Paulino, que ao ouvir estas palavras, ditas em tom quase solene, tornara-se extremamente sério, perguntou-lhe:
— Mas você gosta dela?
— Confesso-te que lhe acho uma certa graça, um certo cachet. Tem um chique, um ar vicioso de bulevar que me tenta. Ah! Se ela não estivesse contigo, eu já teria mordido nesse fruto do pecado, isso confesso-o. Adoro essa espécie de beleza - la beauté du diable. Mas eu respeito muito essas coisas. Não enganaria nunca um amigo, mesmo com sua amante, embora tendo a certeza de que ela o enganava com meio mundo. Não faltam mulheres por ai, que diabo! Não achas?
— Sim, são escrúpulos nobres, que eu talvez não tivesse nas condições que você figurou, mas que sou o primeiro a respeitar. Entretanto, no caso da Madelon, devo dizer-lhe que os seus escrúpulos são perfeitamente descabidos. Madelon não é mais minha amante. Passam-se agora de seis a oito dias que a não vejo nem sei notícias dela. As nossas relações constam quase exclusivamente destes dois atos: ela a pedir-me dinheiro e eu a mandar-lho, por uma condescendência perfeitamente estúpida em relação a essa espécie de gente. Por isso, meu caro Fernando, não faça você cerimônia. Se a Madelon lhe agrada, atire-se, que nós, monsieur Tout le Monde et moi, lhe concedemos ampla licença.
— Surpreende-me o que acabas de me dizer: surpreende-me sem que deixe de agradar-me. Supunha eu que o colíage continuasse...
— Nunca houve colíage. Era um conhecimento de Paris, feito num cabaré artístico, sem compromissos nem promessas: mera distração, simples passatempo. E como tal continuou aqui. Enfim, se alguma cousa houve, acabou-se. Entrée libre - repito.
— Ah! Muito bem; nesse caso irei saber de que negócio se trata. Desde que não tens mais nada com ela...
— Está claro, fora tolice ter ainda escrúpulos.
Aquela conversa estragou completamente o dia de Paulino; passou-o tristonho, apreensivo, aborrecido; não subiu para jantar e recolheu-se à hora em que todos dormiam.

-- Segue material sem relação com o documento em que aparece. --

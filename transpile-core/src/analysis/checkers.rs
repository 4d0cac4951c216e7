//! Built-in pattern checkers, one per [`Category`].
//!
//! Every checker has an AST path (used when the C parse is clean) and a
//! regex path over raw text (used when it is not).

use std::collections::{HashMap, HashSet};
use std::sync::LazyLock;

use regex::Regex;
use tree_sitter::Node;

use super::syntax::{declarator_name, first_line, is_pointer_declarator, ParsedSource};
use super::{Category, PatternChecker, RuleHint};

/// (callee, suggested pattern, rationale)
type CallRule = (&'static str, &'static str, &'static str);

const IO_RULES: &[CallRule] = &[
    (
        "scanf",
        "read a line with std::io::stdin().read_line(&mut buf), then split_whitespace() and parse::<T>() each token",
        "scanf writes through out-pointers and silently ignores malformed input; parsing makes failure explicit",
    ),
    (
        "printf",
        "print!/println! with {} placeholders (%d, %lld -> {}, %.2f -> {:.2}, %s -> {})",
        "format strings are checked at compile time and arguments are type-safe",
    ),
    (
        "fprintf",
        "eprintln! for stderr, writeln!(writer, ...) for other streams",
        "stream handles become typed writers",
    ),
    (
        "puts",
        "println!(\"{}\", s)",
        "puts appends a newline, println! does the same",
    ),
    (
        "getchar",
        "std::io::stdin().bytes() or read_line and iterate chars()",
        "EOF is an Option/Result, not a sentinel int",
    ),
    (
        "fgets",
        "std::io::stdin().read_line(&mut String)",
        "String grows as needed so there is no fixed buffer to overrun",
    ),
];

const ALLOC_RULES: &[CallRule] = &[
    (
        "malloc",
        "Vec<T> (vec![0; n] or Vec::with_capacity(n)) or Box<T> for a single value",
        "owned containers free themselves and carry their length",
    ),
    (
        "calloc",
        "vec![0; n]",
        "zero-initialised Vec replaces calloc",
    ),
    (
        "realloc",
        "Vec::resize / Vec::reserve",
        "Vec reallocates in place of manual realloc and keeps pointers valid",
    ),
    (
        "free",
        "let the owner go out of scope (or drop(value))",
        "ownership ends the allocation exactly once, which rules out double free and use after free",
    ),
];

const STRING_RULES: &[CallRule] = &[
    (
        "strcpy",
        "String::from / clone_from, or copy_from_slice on a checked sub-slice",
        "unbounded copies overflow the destination buffer",
    ),
    (
        "strncpy",
        "copy at most dst.len() bytes with dst[..n].copy_from_slice(&src[..n])",
        "slices carry their length so truncation is explicit",
    ),
    (
        "strcat",
        "String::push_str",
        "String grows instead of writing past the end",
    ),
    (
        "sprintf",
        "format!(...) into a String",
        "format! allocates the exact size needed",
    ),
    (
        "gets",
        "std::io::stdin().read_line(&mut String)",
        "gets cannot bound its write and must never be translated literally",
    ),
];

static IO_CALL_RE: LazyLock<Regex> = LazyLock::new(|| {
    Regex::new(r"\b(scanf|printf|fprintf|puts|getchar|fgets)\s*\(").unwrap()
});

static ALLOC_CALL_RE: LazyLock<Regex> =
    LazyLock::new(|| Regex::new(r"\b(malloc|calloc|realloc|free)\s*\(").unwrap());

static STRING_CALL_RE: LazyLock<Regex> =
    LazyLock::new(|| Regex::new(r"\b(strcpy|strncpy|strcat|sprintf|gets)\s*\(").unwrap());

static POINTER_DECL_RE: LazyLock<Regex> = LazyLock::new(|| {
    Regex::new(
        r"\b(?:int|char|float|double|long|short|unsigned|void|size_t|struct\s+\w+)\s*\*+\s*([A-Za-z_]\w*)",
    )
    .unwrap()
});

static ARRAY_DECL_RE: LazyLock<Regex> = LazyLock::new(|| {
    Regex::new(r"\b(?:int|char|float|double|long|short|unsigned)\s+[A-Za-z_]\w*\s*\[[^\]]*\]")
        .unwrap()
});

static SUBSCRIPT_RE: LazyLock<Regex> =
    LazyLock::new(|| Regex::new(r"\b[A-Za-z_]\w*\s*\[[^\]]+\]").unwrap());

static CAST_RE: LazyLock<Regex> = LazyLock::new(|| {
    Regex::new(
        r"\(\s*(?:unsigned\s+|signed\s+)?(?:long\s+long|long|int|short|char|float|double|size_t)\s*\)\s*[\w(]",
    )
    .unwrap()
});

fn lookup(rules: &[CallRule], name: &str) -> Option<CallRule> {
    rules.iter().copied().find(|(callee, _, _)| *callee == name)
}

/// Text from `start` to the end of the statement on the same line.
fn statement_at(text: &str, start: usize) -> &str {
    let rest = &text[start..];
    let line = rest.lines().next().unwrap_or(rest);
    match line.find(';') {
        Some(end) => line[..end].trim(),
        None => line.trim(),
    }
}

/// One hint per distinct callee from `rules`, first occurrence wins.
fn named_call_hints(
    source: &ParsedSource<'_>,
    category: &Category,
    rules: &[CallRule],
    fallback: &Regex,
) -> Vec<RuleHint> {
    let mut seen = HashSet::new();
    let mut hints = Vec::new();

    if source.syntax().is_some() {
        for call in source.calls() {
            if let Some((name, suggested, rationale)) = lookup(rules, call.name) {
                if seen.insert(name) {
                    hints.push(RuleHint::new(
                        category.clone(),
                        first_line(call.text),
                        suggested,
                        rationale,
                    ));
                }
            }
        }
        return hints;
    }

    let text = source.text();
    for caps in fallback.captures_iter(text) {
        let (Some(whole), Some(name)) = (caps.get(0), caps.get(1)) else {
            continue;
        };
        if let Some((name, suggested, rationale)) = lookup(rules, name.as_str()) {
            if seen.insert(name) {
                hints.push(RuleHint::new(
                    category.clone(),
                    statement_at(text, whole.start()),
                    suggested,
                    rationale,
                ));
            }
        }
    }
    hints
}

/// Formatted console I/O.
pub struct IoChecker;

impl PatternChecker for IoChecker {
    fn category(&self) -> Category {
        Category::Io
    }

    fn check(&self, source: &ParsedSource<'_>) -> Vec<RuleHint> {
        named_call_hints(source, &self.category(), IO_RULES, &IO_CALL_RE)
    }
}

/// Unbounded string-buffer routines.
pub struct StringBufferChecker;

impl PatternChecker for StringBufferChecker {
    fn category(&self) -> Category {
        Category::StringBuffer
    }

    fn check(&self, source: &ParsedSource<'_>) -> Vec<RuleHint> {
        named_call_hints(source, &self.category(), STRING_RULES, &STRING_CALL_RE)
    }
}

/// Pointer parameters, manual allocation and pointer arithmetic.
pub struct PointerChecker;

const POINTER_PARAM_SUGGESTION: &str =
    "&T / &mut T for a single value, &[T] / &mut [T] when it points at a buffer";
const POINTER_PARAM_RATIONALE: &str =
    "references are non-null and borrow-checked; slices carry their length";
const POINTER_ARITH_SUGGESTION: &str =
    "index a slice (s[i]) or iterate (iter(), windows(), split_at) instead of moving a pointer";
const POINTER_ARITH_RATIONALE: &str = "pointer offsets are unchecked; slice indexing is bounds-checked";

impl PointerChecker {
    fn pointer_names<'s, 't>(
        source: &'s ParsedSource<'t>,
    ) -> (HashSet<&'t str>, Option<Node<'s>>) {
        let mut names = HashSet::new();
        let mut first_param = None;
        for node in source.nodes_of_kind(&["parameter_declaration", "declaration"]) {
            let mut cursor = node.walk();
            for declarator in node.children_by_field_name("declarator", &mut cursor) {
                if is_pointer_declarator(declarator) {
                    if let Some(name) = declarator_name(declarator, source.text()) {
                        names.insert(name);
                    }
                    if node.kind() == "parameter_declaration" && first_param.is_none() {
                        first_param = Some(node);
                    }
                }
            }
        }
        (names, first_param)
    }

    fn is_pointer_ident(source: &ParsedSource<'_>, node: Option<Node<'_>>, names: &HashSet<&str>) -> bool {
        node.is_some_and(|n| n.kind() == "identifier" && names.contains(source.node_text(n)))
    }

    fn ast_arith<'t>(source: &ParsedSource<'t>, names: &HashSet<&str>) -> Option<&'t str> {
        for node in source.nodes_of_kind(&["update_expression", "binary_expression"]) {
            let hit = match node.kind() {
                "update_expression" => {
                    Self::is_pointer_ident(source, node.child_by_field_name("argument"), names)
                }
                _ => {
                    let op = node
                        .child_by_field_name("operator")
                        .map(|o| source.node_text(o))
                        .unwrap_or("");
                    (op == "+" || op == "-")
                        && (Self::is_pointer_ident(source, node.child_by_field_name("left"), names)
                            || Self::is_pointer_ident(
                                source,
                                node.child_by_field_name("right"),
                                names,
                            ))
                }
            };
            if hit {
                return Some(first_line(source.node_text(node)));
            }
        }
        None
    }

    fn text_pointer_hints(text: &str) -> Vec<RuleHint> {
        let mut hints = Vec::new();
        let mut names = Vec::new();
        for caps in POINTER_DECL_RE.captures_iter(text) {
            if let (Some(whole), Some(name)) = (caps.get(0), caps.get(1)) {
                if names.is_empty() {
                    hints.push(RuleHint::new(
                        Category::Pointer,
                        whole.as_str().trim(),
                        POINTER_PARAM_SUGGESTION,
                        POINTER_PARAM_RATIONALE,
                    ));
                }
                names.push(regex::escape(name.as_str()));
            }
        }
        if names.is_empty() {
            return hints;
        }
        let pattern = format!(r"\b(?:{})\s*(?:\+\+|--|[+-]\s*\w)", names.join("|"));
        if let Ok(arith) = Regex::new(&pattern) {
            if let Some(m) = arith.find(text) {
                hints.push(RuleHint::new(
                    Category::Pointer,
                    m.as_str().trim(),
                    POINTER_ARITH_SUGGESTION,
                    POINTER_ARITH_RATIONALE,
                ));
            }
        }
        hints
    }
}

Meia hora depois, estavam os dois homens deitados, mas nenhum dormia. Fernando pensava em Madelon, cujo conhecimento íntimo fizera naquele dia mesmo e que o enfeitiçara com as suas cajoleries e as suas graças felinas de viciosa parisiense, sabedora de todo esoterismo fin de siécle do amor carnal; e Paulino, ressupino, com as mãos enlaçadas sob a nuca, pensava dolorosamente na mulher do seu amigo, com um sentimento misto e inexplicável, em que entravam: desgosto de si próprio, raiva surda e indefinida, sem objeto determinado, e uma covardia mole, inerte, consternada, como a que sentem os fatalistas diante de uma catástrofe que pressentem próxima. E por mais que procurasse desviar para alhures o pensamento, revia com clareza a figura séria e aberta de Fernando, avisando-o gravemente de que Madelon o enganava e, desejoso dela, fugindo-lhe em respeito ao amigo.
Não pôde mais. Voltou-se de borco, abraçou-se à almofada, em cuja fronha bordara Corina o seu monograma, e, mordendo-a, chorou raivosamente, fraco, pusilânime, infeliz, como uma criança contrariada num capricho.